The water solubule dyes are the most colorfast, with oil/lac second. Alcohol dyes are not very stabil and will fade quickly.

Analines are sold pre-mixed or in a powder form. The powders give you the most flexibility as far intesity of color. By varying the concentration of powder in solution you can get a very subtle effect to very deep. They realy bring out the figure of wood like curly maple.

The best way to apply them is by flooding the surface with the solution and then wiping off the excess. They are self regulating meaning that multiple application will not give you a darker appearance. If you want a deeper color you need to put more powder into solution. Experimentation is a must.
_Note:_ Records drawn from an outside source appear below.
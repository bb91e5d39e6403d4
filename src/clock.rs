use chrono::{DateTime, FixedOffset, NaiveDate, Utc};

/// Source of "now" in the player's offset. Calendar days derive from it.
pub trait Clock: Send + Sync {
    fn now(&self) -> DateTime<FixedOffset>;

    fn today(&self) -> NaiveDate {
        self.now().date_naive()
    }

    fn offset(&self) -> FixedOffset {
        *self.now().offset()
    }
}

#[derive(Debug, Clone, Copy)]
pub struct SystemClock {
    offset: FixedOffset,
}

impl SystemClock {
    pub fn new(offset: FixedOffset) -> Self {
        Self { offset }
    }
}

impl Clock for SystemClock {
    fn now(&self) -> DateTime<FixedOffset> {
        Utc::now().with_timezone(&self.offset)
    }

    fn offset(&self) -> FixedOffset {
        self.offset
    }
}

/// Clock that only moves when told to.
#[cfg(test)]
pub struct ManualClock(std::sync::Mutex<DateTime<FixedOffset>>);

#[cfg(test)]
impl ManualClock {
    pub fn new(now: DateTime<FixedOffset>) -> Self {
        Self(std::sync::Mutex::new(now))
    }

    pub fn advance_days(&self, days: i64) {
        let mut now = self.0.lock().unwrap();
        *now += chrono::Duration::days(days);
    }
}

#[cfg(test)]
impl Clock for ManualClock {
    fn now(&self) -> DateTime<FixedOffset> {
        *self.0.lock().unwrap()
    }
}

#[cfg(test)]
mod tests {
    use super::*;
    use chrono::TimeZone;

    #[test]
    fn test_system_clock_reports_configured_offset() {
        let offset = FixedOffset::east_opt(9 * 3600).unwrap();
        let clock = SystemClock::new(offset);
        assert_eq!(clock.offset(), offset);
        assert_eq!(*clock.now().offset(), offset);
    }

    #[test]
    fn test_manual_clock_advances_calendar_day() {
        let start = FixedOffset::east_opt(0)
            .unwrap()
            .with_ymd_and_hms(2026, 1, 31, 23, 0, 0)
            .unwrap();
        let clock = ManualClock::new(start);
        clock.advance_days(1);
        assert_eq!(clock.today(), NaiveDate::from_ymd_opt(2026, 2, 1).unwrap());
    }
}
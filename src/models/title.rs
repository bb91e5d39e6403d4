use serde::Serialize;

#[derive(Debug, Clone, Copy, PartialEq, Eq, Serialize)]
#[serde(rename_all = "lowercase")]
pub enum TitleKind {
    Level,
    Completed,
    Streak,
}

#[derive(Debug, Clone, PartialEq, Eq, Serialize)]
pub struct Title {
    pub id: u32,
    pub name: &'static str,
    pub requirement: u32,
    #[serde(rename = "type")]
    pub kind: TitleKind,
    pub description: &'static str,
}

/// Display name used while no title has been unlocked.
pub const DEFAULT_TITLE_NAME: &str = "Adventurer";

const fn title(
    id: u32,
    name: &'static str,
    requirement: u32,
    kind: TitleKind,
    description: &'static str,
) -> Title {
    Title {
        id,
        name,
        requirement,
        kind,
        description,
    }
}

/// Static catalog. Evaluation walks it in this order.
pub static CATALOG: [Title; 15] = [
    title(1, "Apprentice Adventurer", 1, TitleKind::Level, "Reach level 1"),
    title(2, "Fledgling Hero", 5, TitleKind::Level, "Reach level 5"),
    title(3, "Quest Hunter", 10, TitleKind::Completed, "Complete 10 quests"),
    title(4, "Legendary Hero", 10, TitleKind::Level, "Reach level 10"),
    title(5, "Indomitable Warrior", 7, TitleKind::Streak, "7-day streak"),
    title(6, "Task Master", 50, TitleKind::Completed, "Complete 50 quests"),
    title(7, "Asura", 100, TitleKind::Completed, "Complete 100 quests"),
    title(8, "Mythic Being", 20, TitleKind::Level, "Reach level 20"),
    title(9, "Demon of Persistence", 14, TitleKind::Streak, "14-day streak"),
    title(10, "True Master", 30, TitleKind::Level, "Reach level 30"),
    title(11, "Quest Maniac", 200, TitleKind::Completed, "Complete 200 quests"),
    title(12, "Ruler of the Moon", 30, TitleKind::Streak, "30-day streak"),
    title(13, "Transcendent", 50, TitleKind::Level, "Reach level 50"),
    title(14, "Legendary Devotee", 100, TitleKind::Streak, "100-day streak"),
    title(15, "Ultimate Adventurer", 500, TitleKind::Completed, "Complete 500 quests"),
];

pub fn find(id: u32) -> Option<&'static Title> {
    CATALOG.iter().find(|t| t.id == id)
}
use axum::{extract::State, Json};

use crate::notifications::Envelope;
use crate::AppState;

/// Hands over every pending notification and clears the queue.
pub async fn drain_notifications(State(state): State<AppState>) -> Json<Vec<Envelope>> {
    Json(state.notifications.drain().await)
}
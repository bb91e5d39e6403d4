use chrono::NaiveDate;

/// Streak after a completion on `today`.
///
/// Same day keeps the streak, the next day extends it, and any larger gap
/// (or a `today` earlier than the last completion) starts over at 1.
pub fn compute_streak(last_completed: Option<NaiveDate>, current: u32, today: NaiveDate) -> u32 {
    let Some(last) = last_completed else {
        return 1;
    };

    match (today - last).num_days() {
        0 => current,
        1 => current.saturating_add(1),
        _ => 1,
    }
}

#[cfg(test)]
mod tests {
    use super::*;
    use chrono::Duration;

    fn day(d: u32) -> NaiveDate {
        NaiveDate::from_ymd_opt(2026, 1, d).unwrap()
    }

    #[test]
    fn test_first_completion_starts_at_one() {
        assert_eq!(compute_streak(None, 0, day(5)), 1);
        assert_eq!(compute_streak(None, 9, day(5)), 1);
    }

    #[test]
    fn test_same_day_keeps_streak() {
        assert_eq!(compute_streak(Some(day(5)), 4, day(5)), 4);
    }

    #[test]
    fn test_consecutive_days_accumulate() {
        let mut streak = 0;
        let mut last = None;
        let start = day(1);
        for n in 0..10 {
            let today = start + Duration::days(n);
            streak = compute_streak(last, streak, today);
            last = Some(today);
        }
        assert_eq!(streak, 10);
    }

    #[test]
    fn test_gap_resets() {
        assert_eq!(compute_streak(Some(day(5)), 6, day(7)), 1);
        assert_eq!(compute_streak(Some(day(1)), 6, day(30)), 1);
    }

    #[test]
    fn test_backdated_clock_counts_as_gap() {
        assert_eq!(compute_streak(Some(day(10)), 6, day(9)), 1);
    }

    #[test]
    fn test_month_boundary_is_consecutive() {
        let jan31 = day(31);
        let feb1 = NaiveDate::from_ymd_opt(2026, 2, 1).unwrap();
        assert_eq!(compute_streak(Some(jan31), 2, feb1), 3);
    }
}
As a rule the way the dye looks on the wood wet is the way it will look under a finish. For best results in color matching ect. work in natural light - outside on an overcast day is perfect. Artificial light can realy play havoc with your perception of color.

Analines of the same solubility can be intermixed but there are so many options you should be able to find one that is just what you are looking for. If you want to mess around go ahead. For wood tones you are usually modifying the amount of precieved red in the dye. To kill red ad some green.

Test everything on some scrap and make up more dye than you think will need. Have some scraps of they same wood you are finishing. Treat them the same as your actual project. Sand them the same, same dye, exct same steps, etc. This way if you need to test something you have a piece that is at the same stage as your project so you can be sure of the results before you commit.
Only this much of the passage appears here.